Vail Daily column: A vote is still an option
Ryan Summerlin March 14, 2014
Editor’s note: The following is an excerpt from the Vail Homeowners Association monthly report. We publish weekly excerpts from the association, which keeps a close eye on economic and political trends in and outside of the town. The newsletter electronic version with links to supporting documents is available at www.vailhomeowners.com.
A voter “initiative election” to stop the golf clubhouse project remains an option. According to research conducted by critics of the project, the redevelopment of the clubhouse can still be brought back before the voters. There are those who believe that the town, when it first brought the issue of funding before the voters, was not sufficiently transparent in articulating the full scope and consequences of the golf clubhouse redevelopment proposal. The town of Vail’s decision with respect to the redevelopment proposal could be overturned through an “initiative election.” According to the Town Charter, an initiative election requires at least 15 percent (639) of those registered to vote (4,257) in the last town regular election (November) to sign a petition that contains the exact language to be placed on the ballot.
‘Spill Over’ Effect
The Vail Recreation District will hold its board of directors election in May. The controversy surrounding the redevelopment of the golf clubhouse may also have a “spill over” effect in the upcoming Vail Recreation District board of directors election to be held on May 6. The Vail Recreation District manages the golf course and clubhouse under a management lease from the town of Vail, which owns the clubhouse and the land on which the golf course is located.
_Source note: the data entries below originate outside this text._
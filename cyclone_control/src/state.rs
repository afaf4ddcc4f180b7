//! State machine module root.

pub mod session;
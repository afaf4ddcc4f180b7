//! Transport port trait and error types.
//!
//! This module defines:
//! - `Transport` trait - Interface for pluggable link drivers
//! - `TransportError` enum - Error types for link operations
//! - `TransportFactory` type alias - Factory function type
//! - `TransportDiagnostics` struct - Optional driver diagnostics

use crate::command::CommandPacket;
use crate::config::LinkConfig;
use crate::types::DeviceId;
use async_trait::async_trait;
use std::time::Duration;
use thiserror::Error;

/// Error types for link operations.
#[derive(Debug, Clone, PartialEq, Eq, Error)]
pub enum TransportError {
    /// Discovery did not see the device before its timeout.
    #[error("Device not found: {0}")]
    DeviceNotFound(String),

    /// Device was found but the connection could not be established.
    #[error("Connection failed: {0}")]
    ConnectionFailed(String),

    /// A single command write failed.
    #[error("Send failed: {0}")]
    SendFailed(String),

    /// Disconnect did not complete cleanly.
    #[error("Disconnect failed: {0}")]
    DisconnectFailed(String),

    /// Operation requires an open session.
    #[error("Not connected")]
    NotConnected,

    /// Operation exceeded its time bound.
    #[error("Timed out after {0:?}")]
    Timeout(Duration),

    /// Driver configuration error.
    #[error("Configuration error: {0}")]
    ConfigError(String),

    /// Driver not found in the registry.
    #[error("Driver not found: {0}")]
    DriverNotFound(String),
}

/// Factory function type for creating driver instances.
pub type TransportFactory = fn() -> Box<dyn Transport>;

/// Optional driver diagnostics.
#[derive(Debug, Clone, Default, PartialEq, Eq)]
pub struct TransportDiagnostics {
    /// Successful connects.
    pub connects: u64,
    /// Packets written successfully.
    pub packets_sent: u64,
    /// Writes that failed.
    pub send_failures: u64,
    /// Driver-specific diagnostics (free text)
    pub custom: Option<String>,
}

/// Trait defining the interface for link drivers.
///
/// The control scheduler owns exactly one driver for the process lifetime and
/// drives it through this trait. The driver owns the session handle; there is
/// at most one open session at a time.
///
/// # Lifecycle
///
/// 1. `init()` - Called once after creation
/// 2. `connect()` - Discovery + connection
/// 3. `send()` - Once per tick, plus stop packets
/// 4. `disconnect()` - Best-effort close
/// 5. `reset_session()` - Local teardown when `disconnect()` was abandoned
///
/// # Timing Contracts
///
/// | Operation | Bound |
/// |-----------|-------|
/// | `connect()` | `discovery_timeout` for discovery, enforced by the driver |
/// | `send()` | unbounded here; the scheduler wraps it in a timeout |
/// | `disconnect()` | best-effort; the scheduler wraps it in a timeout |
/// | `reset_session()` | synchronous, must not block |
#[async_trait]
pub trait Transport: Send {
    /// Returns the driver's unique identifier (e.g. "simulation").
    fn name(&self) -> &'static str;

    /// Returns the driver's semantic version.
    fn version(&self) -> &'static str;

    /// Initialize the driver with link configuration.
    ///
    /// Driver should parse its own section from `config.driver_config`.
    ///
    /// # Errors
    /// Return `TransportError::ConfigError` if the section is malformed.
    fn init(&mut self, _config: &LinkConfig) -> Result<(), TransportError> {
        Ok(())
    }

    /// Discover `device` and open a session.
    ///
    /// # Errors
    /// - `DeviceNotFound` when discovery gives up after `discovery_timeout`
    /// - `ConnectionFailed` when the device refuses the connection
    async fn connect(
        &mut self,
        device: &DeviceId,
        discovery_timeout: Duration,
    ) -> Result<(), TransportError>;

    /// Write one command packet to the device's write characteristic.
    ///
    /// # Errors
    /// `NotConnected` without a session, `SendFailed` when the write fails.
    async fn send(&mut self, packet: &CommandPacket) -> Result<(), TransportError>;

    /// Close the session. Local state must read disconnected afterwards, even
    /// when an error is returned.
    async fn disconnect(&mut self) -> Result<(), TransportError>;

    /// Forget the session locally without talking to the device.
    ///
    /// Called when `disconnect()` was cancelled before it finished; afterwards
    /// `is_connected()` must return false so the next `connect()` opens a new
    /// session. Drivers without local session state keep the default.
    fn reset_session(&mut self) {}

    /// Whether a session is open and `send` may succeed.
    fn is_connected(&self) -> bool;

    /// Get driver-specific diagnostics.
    /// Default: None
    fn diagnostics(&self) -> Option<TransportDiagnostics> {
        None
    }
}
//! Cyclone Common Library
//!
//! Shared types, the actuator wire codec, the transport port and configuration
//! loading for all Cyclone workspace crates.
//!
//! # Module Structure
//!
//! - [`command`] - `Direction`, `CommandState`, `CommandPacket` codec
//! - [`types`] - `PeriodicConfig`, `DeviceId`
//! - [`state`] - `SessionState`, `ModeKind`
//! - [`transport`] - `Transport` trait and `TransportError`
//! - [`config`] - Configuration loading traits and types
//! - [`consts`] - Wire format, ranges and default cadences
//! - [`prelude`] - Common re-exports for convenience
//!
//! # Usage
//!
//! ```rust
//! use cyclone_common::prelude::*;
//!
//! let packet = CommandPacket::encode(CommandState::new(40, Direction::Reverse));
//! assert_eq!(packet.value(), 168);
//! ```

pub mod command;
pub mod config;
pub mod consts;
pub mod prelude;
pub mod state;
pub mod transport;
pub mod types;
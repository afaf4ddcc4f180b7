//! Presentation adapter.
//!
//! The scheduler never renders anything itself: it reads the live
//! `PeriodicConfig` and pushes status, control availability and telemetry
//! through `Presenter`. The console panel is the shipped implementation.

use cyclone_common::command::CommandState;
use cyclone_common::state::SessionState;
use cyclone_common::transport::TransportError;
use cyclone_common::types::PeriodicConfig;
use std::fmt;

/// Status severity; each maps to an indicator colour.
#[derive(Debug, Clone, Copy, PartialEq, Eq, Hash)]
pub enum Severity {
    /// Plain information.
    Info,
    /// Something is in progress (searching, disconnecting).
    Pending,
    /// Operation succeeded.
    Success,
    /// Degraded but running (failed sends).
    Warning,
    /// Operation failed or no session.
    Error,
}

impl Severity {
    /// Indicator colour name.
    pub const fn colour(self) -> &'static str {
        match self {
            Self::Info => "black",
            Self::Pending => "orange",
            Self::Success => "green",
            Self::Warning => "orange",
            Self::Error => "red",
        }
    }

    /// ANSI SGR code for terminal rendering.
    pub const fn ansi(self) -> &'static str {
        match self {
            Self::Info => "0",
            Self::Pending | Self::Warning => "33",
            Self::Success => "32",
            Self::Error => "31",
        }
    }
}

/// One status line.
#[derive(Debug, Clone, PartialEq, Eq)]
pub struct StatusUpdate {
    /// Text shown to the operator.
    pub text: String,
    /// Indicator severity.
    pub severity: Severity,
}

impl StatusUpdate {
    /// Build a status line.
    pub fn new(text: impl Into<String>, severity: Severity) -> Self {
        Self {
            text: text.into(),
            severity,
        }
    }
}

impl fmt::Display for StatusUpdate {
    fn fmt(&self, f: &mut fmt::Formatter<'_>) -> fmt::Result {
        f.write_str(&self.text)
    }
}

/// What the connect control does when pressed.
#[derive(Debug, Clone, Copy, PartialEq, Eq, Default)]
pub enum ConnectAction {
    /// Open a session.
    #[default]
    Connect,
    /// Close the session.
    Disconnect,
}

/// Which operator controls are usable.
#[derive(Debug, Clone, Copy, PartialEq, Eq, Default)]
pub struct ControlsView {
    /// Connect/disconnect control enabled.
    pub connect_enabled: bool,
    /// What that control does.
    pub connect_action: ConnectAction,
    /// Start/stop control enabled.
    pub mode_enabled: bool,
    /// An engine is running (start/stop control reads "stop").
    pub mode_active: bool,
}

impl ControlsView {
    /// Availability implied by a session state.
    ///
    /// The connect control is disabled while a connect or disconnect is in
    /// flight, which also guards against double presses.
    pub const fn for_state(state: SessionState) -> Self {
        let busy = matches!(state, SessionState::Connecting | SessionState::Disconnecting);
        Self {
            connect_enabled: !busy,
            connect_action: if state.is_connected() {
                ConnectAction::Disconnect
            } else {
                ConnectAction::Connect
            },
            mode_enabled: state.is_connected(),
            mode_active: state.is_active(),
        }
    }
}

/// Telemetry for one tick.
#[derive(Debug, Clone, PartialEq, Eq)]
pub struct Telemetry {
    /// Command produced by the engine.
    pub command: CommandState,
    /// Ticks until the next reversal (periodic only).
    pub steps_until_reversal: Option<u32>,
    /// Why the packet did not reach the device, if it didn't.
    pub send_error: Option<TransportError>,
}

impl fmt::Display for Telemetry {
    fn fmt(&self, f: &mut fmt::Formatter<'_>) -> fmt::Result {
        write!(f, "{}", self.command)?;
        if let Some(steps) = self.steps_until_reversal {
            write!(f, " (reversal in: {steps})")?;
        }
        if let Some(err) = &self.send_error {
            write!(f, " [{err}]")?;
        }
        Ok(())
    }
}

/// Display surface driven by the control scheduler.
pub trait Presenter: Send + Sync {
    /// Current operator-tuned periodic configuration.
    fn periodic_config(&self) -> PeriodicConfig;

    /// Replace the status line.
    fn show_status(&self, update: StatusUpdate);

    /// Update control availability.
    fn show_controls(&self, controls: ControlsView);

    /// Show the latest tick.
    fn show_telemetry(&self, telemetry: Telemetry);
}
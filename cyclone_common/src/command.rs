//! Actuator command types and the 3-byte wire codec.
//!
//! Every command sent to the actuator is `[0x01, 0x01, V]` where
//! `V ∈ [0, 100] ∪ [128, 228]`:
//!
//! | Direction | V |
//! |-----------|---|
//! | Forward   | `speed` |
//! | Reverse   | `0x80 + speed` |
//! | any, speed 0 | `0x00` (stop code) |

use crate::consts::{MAX_SPEED, PACKET_HEADER, PACKET_LEN, REVERSE_OFFSET, STOP_CODE};
use serde::{Deserialize, Serialize};
use std::fmt;
use thiserror::Error;

/// Rotation direction of the actuator.
#[derive(Debug, Clone, Copy, PartialEq, Eq, Hash, Serialize, Deserialize, Default)]
#[repr(u8)]
pub enum Direction {
    /// Clockwise rotation.
    #[default]
    Forward = 0,
    /// Counter-clockwise rotation.
    Reverse = 1,
    /// Not rotating.
    Stopped = 2,
}

impl Direction {
    /// Opposite rotation. `Stopped` resumes as `Forward`.
    #[inline]
    pub const fn flipped(self) -> Self {
        match self {
            Self::Forward => Self::Reverse,
            Self::Reverse | Self::Stopped => Self::Forward,
        }
    }

    /// Short operator-facing label.
    pub const fn label(self) -> &'static str {
        match self {
            Self::Forward => "FWD",
            Self::Reverse => "REV",
            Self::Stopped => "STOP",
        }
    }
}

impl fmt::Display for Direction {
    fn fmt(&self, f: &mut fmt::Formatter<'_>) -> fmt::Result {
        f.write_str(self.label())
    }
}

/// One (speed, direction) decision produced by an engine.
#[derive(Debug, Clone, Copy, PartialEq, Eq, Hash, Serialize, Deserialize, Default)]
pub struct CommandState {
    /// Speed in percent, `0..=100`.
    pub speed: u8,
    /// Rotation direction.
    pub direction: Direction,
}

impl CommandState {
    /// The stop command.
    pub const STOP: Self = Self {
        speed: 0,
        direction: Direction::Stopped,
    };

    /// Create a command.
    #[inline]
    pub const fn new(speed: u8, direction: Direction) -> Self {
        Self { speed, direction }
    }

    /// True when this command halts the actuator.
    #[inline]
    pub const fn is_stop(&self) -> bool {
        self.speed == 0 || matches!(self.direction, Direction::Stopped)
    }
}

impl fmt::Display for CommandState {
    fn fmt(&self, f: &mut fmt::Formatter<'_>) -> fmt::Result {
        write!(f, "[{}] speed:{:3}", self.direction, self.speed)
    }
}

/// Errors from decoding a received packet.
#[derive(Debug, Clone, PartialEq, Eq, Error)]
pub enum PacketError {
    /// Packet is not exactly three bytes long.
    #[error("Invalid packet length: {0} (expected 3)")]
    InvalidLength(usize),

    /// Header bytes differ from `[0x01, 0x01]`.
    #[error("Invalid packet header: {0:#04x} {1:#04x}")]
    InvalidHeader(u8, u8),

    /// Value byte outside both speed bands.
    #[error("Invalid command value: {0:#04x}")]
    InvalidValue(u8),
}

/// A 3-byte actuator command packet.
#[derive(Debug, Clone, Copy, PartialEq, Eq, Hash)]
pub struct CommandPacket([u8; PACKET_LEN]);

impl CommandPacket {
    /// The universal stop packet.
    pub const STOP: Self = Self([PACKET_HEADER[0], PACKET_HEADER[1], STOP_CODE]);

    /// Encode a command. See [`encode`].
    #[inline]
    pub fn encode(command: CommandState) -> Self {
        Self(encode(command.speed, command.direction))
    }

    /// Raw bytes as written to the characteristic.
    #[inline]
    pub const fn as_bytes(&self) -> &[u8; PACKET_LEN] {
        &self.0
    }

    /// The value byte `V`.
    #[inline]
    pub const fn value(&self) -> u8 {
        self.0[2]
    }

    /// True when this is the stop code.
    #[inline]
    pub const fn is_stop(&self) -> bool {
        self.0[2] == STOP_CODE
    }

    /// Decode a received packet back into a command.
    ///
    /// `0x00` and the bare reverse offset `0x80` both decode as a stop.
    pub fn decode(bytes: &[u8]) -> Result<CommandState, PacketError> {
        let &[h0, h1, value] = bytes else {
            return Err(PacketError::InvalidLength(bytes.len()));
        };
        if [h0, h1] != PACKET_HEADER {
            return Err(PacketError::InvalidHeader(h0, h1));
        }

        match value {
            STOP_CODE => Ok(CommandState::STOP),
            v if v <= MAX_SPEED => Ok(CommandState::new(v, Direction::Forward)),
            REVERSE_OFFSET => Ok(CommandState::STOP),
            v if v > REVERSE_OFFSET && v - REVERSE_OFFSET <= MAX_SPEED => {
                Ok(CommandState::new(v - REVERSE_OFFSET, Direction::Reverse))
            }
            v => Err(PacketError::InvalidValue(v)),
        }
    }
}

impl fmt::Display for CommandPacket {
    fn fmt(&self, f: &mut fmt::Formatter<'_>) -> fmt::Result {
        write!(f, "{:02X} {:02X} {:02X}", self.0[0], self.0[1], self.0[2])
    }
}

/// Encode `(speed, direction)` into the 3-byte wire packet.
///
/// Callers clamp `speed` to `0..=100`; anything above saturates at 100 so
/// the value byte always stays inside its band. A zero speed (or `Stopped`)
/// always yields the stop code.
pub fn encode(speed: u8, direction: Direction) -> [u8; PACKET_LEN] {
    let speed = speed.min(MAX_SPEED);
    let value = match direction {
        _ if speed == 0 => STOP_CODE,
        Direction::Forward => speed,
        Direction::Reverse => REVERSE_OFFSET + speed,
        Direction::Stopped => STOP_CODE,
    };
    [PACKET_HEADER[0], PACKET_HEADER[1], value]
}
//! # Cyclone Link Library
//!
//! Transport layer with a pluggable driver architecture.
//!
//! Drivers implement the `Transport` trait defined in
//! `cyclone_common::transport`. The control scheduler obtains exactly one
//! driver from the [`DriverRegistry`] at startup and owns it for the rest of
//! the process.
//!
//! # Module Structure
//!
//! - [`driver_registry`] - Driver factory registration
//! - [`drivers`] - Driver implementations
//!
//! # Architecture
//!
//! ```text
//! ┌─────────────────────────────────────────────────────────────┐
//! │                    cyclone_link                             │
//! │  ┌──────────────────┐        ┌───────────────────────────┐  │
//! │  │  DriverRegistry  │──────► │ Box<dyn Transport>        │  │
//! │  │  (name → factory)│        │  connect / send /         │  │
//! │  └──────────────────┘        │  disconnect / is_connected│  │
//! │                              └─────────────┬─────────────┘  │
//! │                                            ▼                │
//! │                              ┌───────────────────────────┐  │
//! │                              │ SimulationDriver          │  │
//! │                              │  (simulated actuator)     │  │
//! │                              └───────────────────────────┘  │
//! └─────────────────────────────────────────────────────────────┘
//! ```

#![deny(warnings)]
#![deny(missing_docs)]

pub mod driver_registry;
pub mod drivers;

// Re-export key types for convenience
pub use crate::driver_registry::DriverRegistry;
pub use crate::drivers::simulation::{ActuatorProbe, SimulationDriver};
The VRD is run by a five-member board of directors elected by Colorado registered voters who reside in or own taxable real or personal property within the district. Spouses or civil union partners of owners of taxable real or personal property within the VRD are also eligible to vote as long as they are registered to vote in Colorado. The district’s boundary encompasses the area from East Vail to the Vail town boundary on the west, near Dowd Junction. A considerable number of those eligible to vote in the VRD election are from the Denver metropolitan area (Front Range).
However, typically voter turnout is low, both from local residents and those eligible from throughout the state. Also, typically many choose to vote by absentee ballot. But this year to vote by absentee ballot in the VRD election, each voter must submit an application for absentee ballot to the district’s designated election official; there is no automatic “mail-in ballot” form sent to all voters as will be done for the Eagle River Water & Sanitation District election this year. It remains to be seen whether the golf course clubhouse issues and related disputes will cause a larger voter turnout.
The Vail Homeowners Association urges that the foregoing electioneering dispute surrounding the Vail Town Council election last fall is not repeated in the upcoming VRD, ERWSD or any future town of Vail election. Those engaged in political activities need to respect the Colorado election laws. These laws create a firewall that protects the integrity of the designated election official from being, wittingly or not, drawn into the political process by elected officials, governmental staff or electoral opponents. It is the goal of the association to encourage transparent and fairly conducted elections on behalf of all that are eligible to cast a ballot in fulfillment of their democratic obligation.